Part Function
Stator The fixed part of the motor provides the magnetic field. It usually contains windings or permanent magnets.
Rotor The rotating part of the motor is on the output shaft. It carries the windings that interact with the magnetic field to create motion.
Switch The commutator is a rotary switch that changes the direction of current in the rotor windings. The motor can thus maintain continuous rotation. It consists of split rings that maintain electrical contact with the rotor via brushes.
Brushes Conductive materials (usually carbon or graphite) that provide electrical contact between the stationary and rotating parts of the motor. They press on the commutator to supply current to the rotor windings.
End bells Covers that protect the ends of the motor and house email dataset the bearings and brushes. They also support the rotor and commutator.

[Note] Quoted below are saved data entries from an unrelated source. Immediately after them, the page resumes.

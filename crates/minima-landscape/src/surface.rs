//! Landscape building blocks and the seeded construction procedure.
//!
//! A landscape is a normalized even-degree polynomial base (one per axis in
//! 2D, summed), plus oscillating noise terms, plus signed Gaussian bumps.

use std::f64::consts::TAU;

use crate::{Difficulty, Dimension, Domain, Point, Preset, SeedRng};

/// Target value span of each normalized base polynomial.
const POLY_SPAN: f64 = 10.0;
/// Samples used to measure the polynomial span.
const SPAN_SAMPLES: usize = 1000;
/// Gaussian bump width range, in domain units.
const BUMP_WIDTH: (f64, f64) = (0.3, 1.5);

// ---------------------------------------------------------------------------
// Polynomial
// ---------------------------------------------------------------------------

/// Polynomial stored highest-degree coefficient first.
#[derive(Debug, Clone, PartialEq)]
pub struct Polynomial {
    coeffs: Vec<f64>,
}

impl Polynomial {
    /// Monic polynomial `(x - r0)(x - r1)...`.
    pub fn from_roots(roots: &[f64]) -> Self {
        let mut coeffs = vec![1.0];
        for &r in roots {
            let mut next = vec![0.0; coeffs.len() + 1];
            for (i, c) in coeffs.iter().enumerate() {
                next[i] += c;
                next[i + 1] -= c * r;
            }
            coeffs = next;
        }
        Self { coeffs }
    }

    /// Horner evaluation.
    pub fn eval(&self, x: f64) -> f64 {
        self.coeffs.iter().fold(0.0, |acc, c| acc * x + c)
    }

    pub fn degree(&self) -> usize {
        self.coeffs.len().saturating_sub(1)
    }

    pub fn coefficients(&self) -> &[f64] {
        &self.coeffs
    }

    fn scale(&mut self, factor: f64) {
        for c in &mut self.coeffs {
            *c *= factor;
        }
    }
}

// ---------------------------------------------------------------------------
// Noise and bumps
// ---------------------------------------------------------------------------

/// `amplitude * cos(frequency * x + phase)`.
#[derive(Debug, Clone, Copy, PartialEq)]
pub struct Wave {
    pub amplitude: f64,
    pub frequency: f64,
    pub phase: f64,
}

impl Wave {
    pub fn eval(&self, x: f64) -> f64 {
        self.amplitude * (self.frequency * x + self.phase).cos()
    }
}

/// Product of two independent cosines, one per axis. Produces grid-like
/// ridges with many local minima.
#[derive(Debug, Clone, Copy, PartialEq)]
pub struct CrossWave {
    pub amplitude: f64,
    pub frequency_x: f64,
    pub phase_x: f64,
    pub frequency_y: f64,
    pub phase_y: f64,
}

impl CrossWave {
    pub fn eval(&self, x: f64, y: f64) -> f64 {
        self.amplitude
            * (self.frequency_x * x + self.phase_x).cos()
            * (self.frequency_y * y + self.phase_y).cos()
    }
}

/// Signed Gaussian. Negative amplitude digs a pit, positive raises a hill.
#[derive(Debug, Clone, Copy, PartialEq)]
pub struct Bump {
    pub amplitude: f64,
    pub center: Point,
    pub width: f64,
}

impl Bump {
    pub fn eval(&self, at: &Point) -> f64 {
        let d2 = at.distance_sq(&self.center);
        self.amplitude * (-d2 / (2.0 * self.width * self.width)).exp()
    }
}

// ---------------------------------------------------------------------------
// Landscape
// ---------------------------------------------------------------------------

/// Base curve or surface plus its noise terms.
#[derive(Debug, Clone, PartialEq)]
pub enum Surface {
    Curve {
        poly: Polynomial,
        waves: Vec<Wave>,
    },
    Field {
        poly_x: Polynomial,
        poly_y: Polynomial,
        waves: Vec<CrossWave>,
    },
}

/// The complete generated structure of a hidden function.
#[derive(Debug, Clone, PartialEq)]
pub struct Landscape {
    pub surface: Surface,
    pub bumps: Vec<Bump>,
}

impl Landscape {
    /// Builds the landscape for `(seed, difficulty, domain, dim)`.
    ///
    /// The draw order is part of the format: changing it changes every
    /// landscape a seed produces.
    pub fn build(
        seed: u64,
        difficulty: Difficulty,
        domain: &Domain,
        dim: Dimension,
    ) -> Self {
        let preset = difficulty.preset();
        let mut rng = SeedRng::new(seed);

        let surface = match dim {
            Dimension::One => {
                let poly = base_polynomial(&mut rng, preset, domain);
                let count = rng.int_inclusive(preset.noise_count.0, preset.noise_count.1);
                let waves = (0..count).map(|_| draw_wave(&mut rng, preset)).collect();
                Surface::Curve { poly, waves }
            }
            Dimension::Two => {
                let poly_x = base_polynomial(&mut rng, preset, domain);
                let poly_y = base_polynomial(&mut rng, preset, domain);
                let count = rng.int_inclusive(preset.noise_count.0, preset.noise_count.1);
                let waves = (0..count)
                    .map(|_| {
                        let x = draw_wave(&mut rng, preset);
                        let (frequency_y, phase_y) = draw_frequency_phase(&mut rng, preset);
                        CrossWave {
                            amplitude: x.amplitude,
                            frequency_x: x.frequency,
                            phase_x: x.phase,
                            frequency_y,
                            phase_y,
                        }
                    })
                    .collect();
                Surface::Field { poly_x, poly_y, waves }
            }
        };

        let count = rng.int_inclusive(preset.bump_count.0, preset.bump_count.1);
        let bumps = (0..count)
            .map(|_| draw_bump(&mut rng, preset, domain, dim))
            .collect();

        Self { surface, bumps }
    }

    pub fn dimension(&self) -> Dimension {
        match self.surface {
            Surface::Curve { .. } => Dimension::One,
            Surface::Field { .. } => Dimension::Two,
        }
    }

    /// Raw value at `at`. No domain check; a 1D landscape reads only `x`.
    pub fn value(&self, at: &Point) -> f64 {
        let base = match (&self.surface, at) {
            (Surface::Curve { poly, waves }, p) => {
                let x = p.x();
                poly.eval(x) + waves.iter().map(|w| w.eval(x)).sum::<f64>()
            }
            (Surface::Field { poly_x, poly_y, waves }, Point::XY(x, y)) => {
                poly_x.eval(*x)
                    + poly_y.eval(*y)
                    + waves.iter().map(|w| w.eval(*x, *y)).sum::<f64>()
            }
            (Surface::Field { poly_x, poly_y, waves }, Point::X(x)) => {
                poly_x.eval(*x)
                    + poly_y.eval(0.0)
                    + waves.iter().map(|w| w.eval(*x, 0.0)).sum::<f64>()
            }
        };
        base + self.bumps.iter().map(|b| b.eval(at)).sum::<f64>()
    }
}

fn base_polynomial(rng: &mut SeedRng, preset: &Preset, domain: &Domain) -> Polynomial {
    let degrees = preset.even_degrees();
    let degree = rng.choose(&degrees).copied().unwrap_or(preset.degree.0);
    let roots: Vec<f64> = (0..degree)
        .map(|_| rng.uniform(domain.lo(), domain.hi()))
        .collect();

    let mut poly = Polynomial::from_roots(&roots);
    let (min, max) = domain
        .linspace(SPAN_SAMPLES)
        .into_iter()
        .map(|x| poly.eval(x))
        .fold((f64::INFINITY, f64::NEG_INFINITY), |(lo, hi), y| (lo.min(y), hi.max(y)));
    let span = max - min;
    if span > 0.0 {
        poly.scale(POLY_SPAN / span);
    }
    poly.scale(1.0 / preset.poly_scale);
    poly
}

fn draw_frequency_phase(rng: &mut SeedRng, preset: &Preset) -> (f64, f64) {
    let frequency = rng.uniform(preset.noise_frequency.0, preset.noise_frequency.1);
    let phase = rng.uniform(0.0, TAU);
    (frequency, phase)
}

fn draw_wave(rng: &mut SeedRng, preset: &Preset) -> Wave {
    let amplitude = rng.uniform(preset.noise_amplitude.0, preset.noise_amplitude.1);
    let (frequency, phase) = draw_frequency_phase(rng, preset);
    Wave { amplitude, frequency, phase }
}

fn draw_bump(rng: &mut SeedRng, preset: &Preset, domain: &Domain, dim: Dimension) -> Bump {
    let magnitude = rng.uniform(preset.bump_amplitude.0, preset.bump_amplitude.1);
    let sign = rng.sign();
    let center = match dim {
        Dimension::One => Point::X(rng.uniform(domain.lo(), domain.hi())),
        Dimension::Two => {
            let x = rng.uniform(domain.lo(), domain.hi());
            let y = rng.uniform(domain.lo(), domain.hi());
            Point::XY(x, y)
        }
    };
    let width = rng.uniform(BUMP_WIDTH.0, BUMP_WIDTH.1);
    Bump {
        amplitude: sign * magnitude,
        center,
        width,
    }
}

#[cfg(test)]
mod tests {
    use super::*;

    #[test]
    fn test_from_roots_expands_product() {
        // (x - 1)(x + 2) = x^2 + x - 2
        let p = Polynomial::from_roots(&[1.0, -2.0]);
        assert_eq!(p.coefficients(), &[1.0, 1.0, -2.0]);
        assert_eq!(p.eval(1.0), 0.0);
        assert_eq!(p.eval(-2.0), 0.0);
        assert_eq!(p.degree(), 2);
    }

    #[test]
    fn test_base_polynomial_span_is_normalized() {
        let domain = Domain::default();
        for difficulty in Difficulty::ALL {
            let preset = difficulty.preset();
            let mut rng = SeedRng::new(42);
            let poly = base_polynomial(&mut rng, preset, &domain);
            assert_eq!(poly.degree() % 2, 0);

            let ys: Vec<f64> = domain
                .linspace(SPAN_SAMPLES)
                .iter()
                .map(|x| poly.eval(*x))
                .collect();
            let span = ys.iter().cloned().fold(f64::NEG_INFINITY, f64::max)
                - ys.iter().cloned().fold(f64::INFINITY, f64::min);
            let expected = POLY_SPAN / preset.poly_scale;
            assert!((span - expected).abs() < 1e-6, "span {span} vs {expected}");
        }
    }

    #[test]
    fn test_bump_sign_controls_pit_or_hill() {
        let pit = Bump {
            amplitude: -2.0,
            center: Point::X(0.0),
            width: 0.5,
        };
        let hill = Bump {
            amplitude: 2.0,
            center: Point::X(0.0),
            width: 0.5,
        };
        assert_eq!(pit.eval(&Point::X(0.0)), -2.0);
        assert_eq!(hill.eval(&Point::X(0.0)), 2.0);
        assert!(hill.eval(&Point::X(3.0)) < 1e-6);
    }

    #[test]
    fn test_build_respects_preset_counts() {
        let domain = Domain::default();
        for seed in 0..50 {
            let l = Landscape::build(seed, Difficulty::Hard, &domain, Dimension::Two);
            let preset = Difficulty::Hard.preset();
            assert!((preset.bump_count.0..=preset.bump_count.1).contains(&(l.bumps.len() as u32)));
            match &l.surface {
                Surface::Field { waves, .. } => {
                    let noise = preset.noise_count.0..=preset.noise_count.1;
                    assert!(noise.contains(&(waves.len() as u32)));
                }
                Surface::Curve { .. } => panic!("expected a 2D field"),
            }
            for b in &l.bumps {
                assert!(domain.contains(b.center.x()));
                assert!(b.amplitude.abs() >= preset.bump_amplitude.0);
            }
        }
    }

    #[test]
    fn test_build_dimension_matches_request() {
        let domain = Domain::default();
        let one = Landscape::build(1, Difficulty::Easy, &domain, Dimension::One);
        let two = Landscape::build(1, Difficulty::Easy, &domain, Dimension::Two);
        assert_eq!(one.dimension(), Dimension::One);
        assert_eq!(two.dimension(), Dimension::Two);
    }
}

Landings Bearings support the rotor and allow it to spin smoothly inside the motor housing.
Excitation coils (for wound excitation motors) When current passes through them, the wire coils on the stator generate the magnetic field. Permanent magnets replace permanent magnet DC motors.
Types of DC Motors
Brushed DC motors
Brushed DC motors come in two forms. Series wound DC motors are those where the armature and field windings are connected in series and hence have a high starting torque. These motors are suitable for industries and businesses that require variable speed and high torque.
Shunt wound DC motors are brushed DC motors whose field windings are parallel to the armature. This arrangement ensures that the load does not influence the speed of the motor. This feature makes them suitable for applications where precise speed control is desirable.
Compound wound DC motors have series and shunt windings. These motors combine high starting torque with stable rotation speed. This is why compound wound motors are useful and suitable when loads fluctuate.
Brushless Direct Current (BLDC) Motors
BLDC motors can be classified into two categories, depending on the position of the rotor relative to the stator. In the external rotor type, the rotor surrounds the stator windings, giving it greater rotational inertia and making it an ideal motor for applications requiring smooth and stable movements. This configuration is useful in many devices and machines, especially where high efficiency and reliability are required, such as in the case of computer hard drives and cooling fans.